Contraction in vertebrate striated muscle is known to be dependent upon the binding of calcium ions to the regulatory protein troponin C (TnC). Our electrical (Donnan potential) studies of the subsarcomeric regions have revealed an electrical switching mechanism, which is sensitive to both cation concentration and to particular anions. In a buffer containing phosphate and chloride ions and at 2.7 mM Mg2+ we observe a single charge transition at pCa(50) 6.8 in both A-and I-bands. At zero Mg2+ the pCa(50) of the A-band transition is shifted to 8.0 and the I-band shows two transitions (pCa(50) similar to 6.8 and similar to 8.2). Increasing [Mg2+] to 4.5 mM produces a complex effect between pCas 7 and 9 in both bands. All effects are abolished at 9 mM Mg2+. In a chloride-only buffer (imidazole) at zero Mg2+ the direction of the charge transitions is reversed. In addition, two transitions (pCa(50) similar to 8.5 and similar to 7.0) are evident in the A-band and three in the I-band (pCa(50) -8.5, -7.4, -6.7). in the presence of Mg2+, again the effects of pCa upon the Donnan potential are complex. In the A-band at 2.7 mM Mg2+ two transitions of opposite sign predominate (pCa similar to 7 and similar to 8), whilst in the I band a single transition (pCa similar to 8.3) occurs in the same direction as that observed in phosphate buffer. At 4.5 mM Mg2+ the 'W' shape observed in the corresponding phosphate buffer is preserved in both bands with similar pCa(60)s. This shape is also apparent in the 9 mM Mg2+ solution.

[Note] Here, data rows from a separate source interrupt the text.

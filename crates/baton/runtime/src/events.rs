//! Domain events emitted by the instance state machine.
//!
//! Events accumulate on the instance while a mutation runs and are drained
//! by the engine after the store update, keeping publication decoupled from
//! the mutation itself.

use chrono::{DateTime, Utc};
use serde::{Deserialize, Serialize};
use serde_json::Value;

use baton_types::{ElementId, NodeInstanceId, ProcessInstanceId, WorkItemId};

/// One state change observed on a process instance.
#[derive(Debug, Clone, PartialEq, Serialize, Deserialize)]
pub enum ProcessEvent {
    InstanceStarted {
        process_instance_id: ProcessInstanceId,
        definition_id: String,
    },
    InstanceCompleted {
        process_instance_id: ProcessInstanceId,
    },
    InstanceAborted {
        process_instance_id: ProcessInstanceId,
    },
    InstanceSuspended {
        process_instance_id: ProcessInstanceId,
    },
    InstanceResumed {
        process_instance_id: ProcessInstanceId,
    },
    InstanceFaulted {
        process_instance_id: ProcessInstanceId,
        failed_node_id: ElementId,
        message: String,
    },
    NodeTriggered {
        process_instance_id: ProcessInstanceId,
        node_instance_id: NodeInstanceId,
        node_id: ElementId,
    },
    NodeCompleted {
        process_instance_id: ProcessInstanceId,
        node_instance_id: NodeInstanceId,
        node_id: ElementId,
    },
    NodeCancelled {
        process_instance_id: ProcessInstanceId,
        node_instance_id: NodeInstanceId,
        node_id: ElementId,
    },
    VariableChanged {
        process_instance_id: ProcessInstanceId,
        name: String,
        value: Value,
    },
    MilestoneReached {
        process_instance_id: ProcessInstanceId,
        name: String,
    },
    WorkItemCreated {
        process_instance_id: ProcessInstanceId,
        work_item_id: WorkItemId,
        name: String,
    },
    WorkItemCompleted {
        process_instance_id: ProcessInstanceId,
        work_item_id: WorkItemId,
    },
    WorkItemAborted {
        process_instance_id: ProcessInstanceId,
        work_item_id: WorkItemId,
    },
    SignalReceived {
        process_instance_id: ProcessInstanceId,
        channel: String,
    },
    SlaUpdated {
        process_instance_id: ProcessInstanceId,
        node_instance_id: Option<NodeInstanceId>,
        due: DateTime<Utc>,
    },
}

impl ProcessEvent {
    /// Stable event-type name, used for logging and subscriber routing.
    pub fn kind(&self) -> &'static str {
        match self {
            ProcessEvent::InstanceStarted { .. } => "instance_started",
            ProcessEvent::InstanceCompleted { .. } => "instance_completed",
            ProcessEvent::InstanceAborted { .. } => "instance_aborted",
            ProcessEvent::InstanceSuspended { .. } => "instance_suspended",
            ProcessEvent::InstanceResumed { .. } => "instance_resumed",
            ProcessEvent::InstanceFaulted { .. } => "instance_faulted",
            ProcessEvent::NodeTriggered { .. } => "node_triggered",
            ProcessEvent::NodeCompleted { .. } => "node_completed",
            ProcessEvent::NodeCancelled { .. } => "node_cancelled",
            ProcessEvent::VariableChanged { .. } => "variable_changed",
            ProcessEvent::MilestoneReached { .. } => "milestone_reached",
            ProcessEvent::WorkItemCreated { .. } => "work_item_created",
            ProcessEvent::WorkItemCompleted { .. } => "work_item_completed",
            ProcessEvent::WorkItemAborted { .. } => "work_item_aborted",
            ProcessEvent::SignalReceived { .. } => "signal_received",
            ProcessEvent::SlaUpdated { .. } => "sla_updated",
        }
    }

    /// The instance this event belongs to.
    pub fn process_instance_id(&self) -> &ProcessInstanceId {
        match self {
            ProcessEvent::InstanceStarted {
                process_instance_id, ..
            }
            | ProcessEvent::InstanceCompleted { process_instance_id }
            | ProcessEvent::InstanceAborted { process_instance_id }
            | ProcessEvent::InstanceSuspended { process_instance_id }
            | ProcessEvent::InstanceResumed { process_instance_id }
            | ProcessEvent::InstanceFaulted {
                process_instance_id, ..
            }
            | ProcessEvent::NodeTriggered {
                process_instance_id, ..
            }
            | ProcessEvent::NodeCompleted {
                process_instance_id, ..
            }
            | ProcessEvent::NodeCancelled {
                process_instance_id, ..
            }
            | ProcessEvent::VariableChanged {
                process_instance_id, ..
            }
            | ProcessEvent::MilestoneReached {
                process_instance_id, ..
            }
            | ProcessEvent::WorkItemCreated {
                process_instance_id, ..
            }
            | ProcessEvent::WorkItemCompleted {
                process_instance_id, ..
            }
            | ProcessEvent::WorkItemAborted {
                process_instance_id, ..
            }
            | ProcessEvent::SignalReceived {
                process_instance_id, ..
            }
            | ProcessEvent::SlaUpdated {
                process_instance_id, ..
            } => process_instance_id,
        }
    }
}

#[cfg(test)]
mod tests {
    use super::*;

    #[test]
    fn test_kind_names_are_stable() {
        let event = ProcessEvent::InstanceStarted {
            process_instance_id: ProcessInstanceId::new("pi-1"),
            definition_id: "order".to_string(),
        };
        assert_eq!(event.kind(), "instance_started");
        assert_eq!(event.process_instance_id(), &ProcessInstanceId::new("pi-1"));
    }

    #[test]
    fn test_events_serialize_round_trip() {
        let event = ProcessEvent::VariableChanged {
            process_instance_id: ProcessInstanceId::new("pi-2"),
            name: "amount".to_string(),
            value: serde_json::json!(42),
        };
        let text = serde_json::to_string(&event).unwrap();
        let back: ProcessEvent = serde_json::from_str(&text).unwrap();
        assert_eq!(back, event);
    }
}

In these two buffer systems, the magnitude of the charge change in terms of electron binding is far larger than expected from simple Ca2+/Mg2+ binding to troponin. In an acetate-only buffer, however, the Donnan potentials of the A-band and I-band were very similar in magnitude and the charge change across the full pCa curve is close to the expected value for Ca2+/Mg2+ binding to troponin We speculate that titin has a role in the calcium activation of striated muscle in vertebrates for four reasons. First, the effects of long-term storage of the glycerinated muscle; second, the action of [Mg2+] ions; third the effect of anions; and fourth, our published and unpublished observations of sarcomere-length dependence. We also demonstrate the validity of our methodology, relating the charge transitions that we observe to cation-binding studies of a more traditional nature.